The Affordable Care Act (ACA) has provided health insurance coverage to millions and has reduced the rate of uninsurance in the U.S. from 17.6% in 2013 to 9.9% in 2016. The Act included provisions to reduce the total cost of health care, including minimum essential coverage standards, subsidies for lower income families, and out-of-pocket cost limits. Despite these efforts, a growing number are underinsured because of high deductible plans, high out of pocket medical costs, and increasing premiums. Other structural barriers limit access to care. The Commonwealth Fund found 23% of 19-to-64-year-old adults were underinsured in 2014, nearly double that of 2003. Because of the timing of fielding, the survey was not able to measure the impact of the ACA on underinsurance.

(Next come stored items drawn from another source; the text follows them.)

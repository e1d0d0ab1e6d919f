// SPDX-License-Identifier: Apache-2.0
// Copyright (c) 2025 Au-Zone Technologies. All Rights Reserved.

//! Encoder and output sinks fed by the motion watch loop.

use crate::{
    event::{Metadata, StreamLayout},
    image::encode_jpeg,
    source::ScopedBuffer,
};
use serde_json::json;
use std::{
    error::Error,
    fs::File,
    io::{self, BufWriter, Write},
    path::{Path, PathBuf},
};
use tracing::debug;

pub type EncodeError = Box<dyn Error + Send + Sync>;

/// Consumer of encoded frames.
pub trait Output {
    fn on_buffer_ready(
        &mut self,
        mem: &[u8],
        size: usize,
        timestamp_us: i64,
        is_keyframe: bool,
    ) -> io::Result<()>;

    fn on_metadata_ready(&mut self, metadata: &Metadata) -> io::Result<()>;

    fn flush(&mut self) -> io::Result<()> {
        Ok(())
    }
}

/// Encoder stage of the motion camera pipeline. Started before capture and
/// left running across capture restarts.
pub trait EncoderSink {
    fn start(&mut self) -> Result<(), EncodeError>;

    fn stop(&mut self) -> Result<(), EncodeError>;

    /// Encodes one frame. The buffer is only valid for the call.
    fn encode(
        &mut self,
        frame: &ScopedBuffer<'_>,
        layout: &StreamLayout,
        timestamp_us: i64,
    ) -> Result<(), EncodeError>;

    fn metadata(&mut self, metadata: &Metadata) -> Result<(), EncodeError>;
}

/// Motion-JPEG encoder: every frame is compressed independently, so every
/// output buffer is a keyframe.
pub struct VideoManager<O: Output> {
    output: O,
    quality: i32,
    running: bool,
    frames: u64,
}

impl<O: Output> VideoManager<O> {
    pub fn new(output: O, quality: i32) -> Self {
        Self {
            output,
            quality,
            running: false,
            frames: 0,
        }
    }

    pub fn frames(&self) -> u64 {
        self.frames
    }

    pub fn output(&self) -> &O {
        &self.output
    }

    pub fn into_output(self) -> O {
        self.output
    }
}

impl<O: Output> EncoderSink for VideoManager<O> {
    fn start(&mut self) -> Result<(), EncodeError> {
        self.running = true;
        Ok(())
    }

    fn stop(&mut self) -> Result<(), EncodeError> {
        if self.running {
            self.running = false;
            self.output.flush()?;
            debug!("encoder stopped after {} frames", self.frames);
        }
        Ok(())
    }

    fn encode(
        &mut self,
        frame: &ScopedBuffer<'_>,
        layout: &StreamLayout,
        timestamp_us: i64,
    ) -> Result<(), EncodeError> {
        if !self.running {
            return Err("encoder is not running".into());
        }
        let jpeg = encode_jpeg(frame.as_slice(), layout, self.quality)?;
        self.output
            .on_buffer_ready(&jpeg, jpeg.len(), timestamp_us, true)?;
        self.frames += 1;
        Ok(())
    }

    fn metadata(&mut self, metadata: &Metadata) -> Result<(), EncodeError> {
        Ok(self.output.on_metadata_ready(metadata)?)
    }
}

/// Writes the MJPEG stream to one file and frame metadata as JSON lines to
/// a sidecar file next to it.
pub struct FileOutput {
    video: BufWriter<File>,
    metadata: BufWriter<File>,
    last_timestamp_us: i64,
}

impl FileOutput {
    pub fn create(path: impl AsRef<Path>) -> io::Result<Self> {
        let path = path.as_ref();
        Ok(Self {
            video: BufWriter::new(File::create(path)?),
            metadata: BufWriter::new(File::create(Self::metadata_path(path))?),
            last_timestamp_us: 0,
        })
    }

    /// `clip.mjpeg` -> `clip.mjpeg.jsonl`
    pub fn metadata_path(path: &Path) -> PathBuf {
        let mut name = path.as_os_str().to_owned();
        name.push(".jsonl");
        PathBuf::from(name)
    }
}

impl Output for FileOutput {
    fn on_buffer_ready(
        &mut self,
        mem: &[u8],
        size: usize,
        timestamp_us: i64,
        _is_keyframe: bool,
    ) -> io::Result<()> {
        self.last_timestamp_us = timestamp_us;
        self.video.write_all(&mem[..size])
    }

    fn on_metadata_ready(&mut self, metadata: &Metadata) -> io::Result<()> {
        let line = json!({
            "timestamp_us": self.last_timestamp_us,
            "metadata": metadata,
        });
        serde_json::to_writer(&mut self.metadata, &line)?;
        self.metadata.write_all(b"\n")
    }

    fn flush(&mut self) -> io::Result<()> {
        self.video.flush()?;
        self.metadata.flush()
    }
}

/// Discards everything, counting what it was handed.
#[derive(Debug, Default)]
pub struct NullOutput {
    pub buffers: u64,
    pub bytes: u64,
    pub metadata: u64,
}

impl Output for NullOutput {
    fn on_buffer_ready(
        &mut self,
        _mem: &[u8],
        size: usize,
        _timestamp_us: i64,
        _is_keyframe: bool,
    ) -> io::Result<()> {
        self.buffers += 1;
        self.bytes += size as u64;
        Ok(())
    }

    fn on_metadata_ready(&mut self, _metadata: &Metadata) -> io::Result<()> {
        self.metadata += 1;
        Ok(())
    }
}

To understand the impact of the ACA on underinsurance and access to care, we conducted large, population based surveys in three states before and after implementation of the Act. Post-ACA, uninsurance rates declined to 4.2% in Rhode Island (2016) and 3.7% in Vermont (2014), but remained steady in South Dakota (8.0%; 2015). Individuals underinsured because of deductibles or out-of-pocket expenses increased significantly over this time. Underinsurance rates did not change among adults with employer-sponsored insurance, but health plans purchased through health insurance marketplaces had underinsurance rates significantly higher than those with employer based plans. We also examine the methodology by which underinsurance rates are calculated to determine whether cost and structural barriers to care should also be considered as metrics for the underinsured.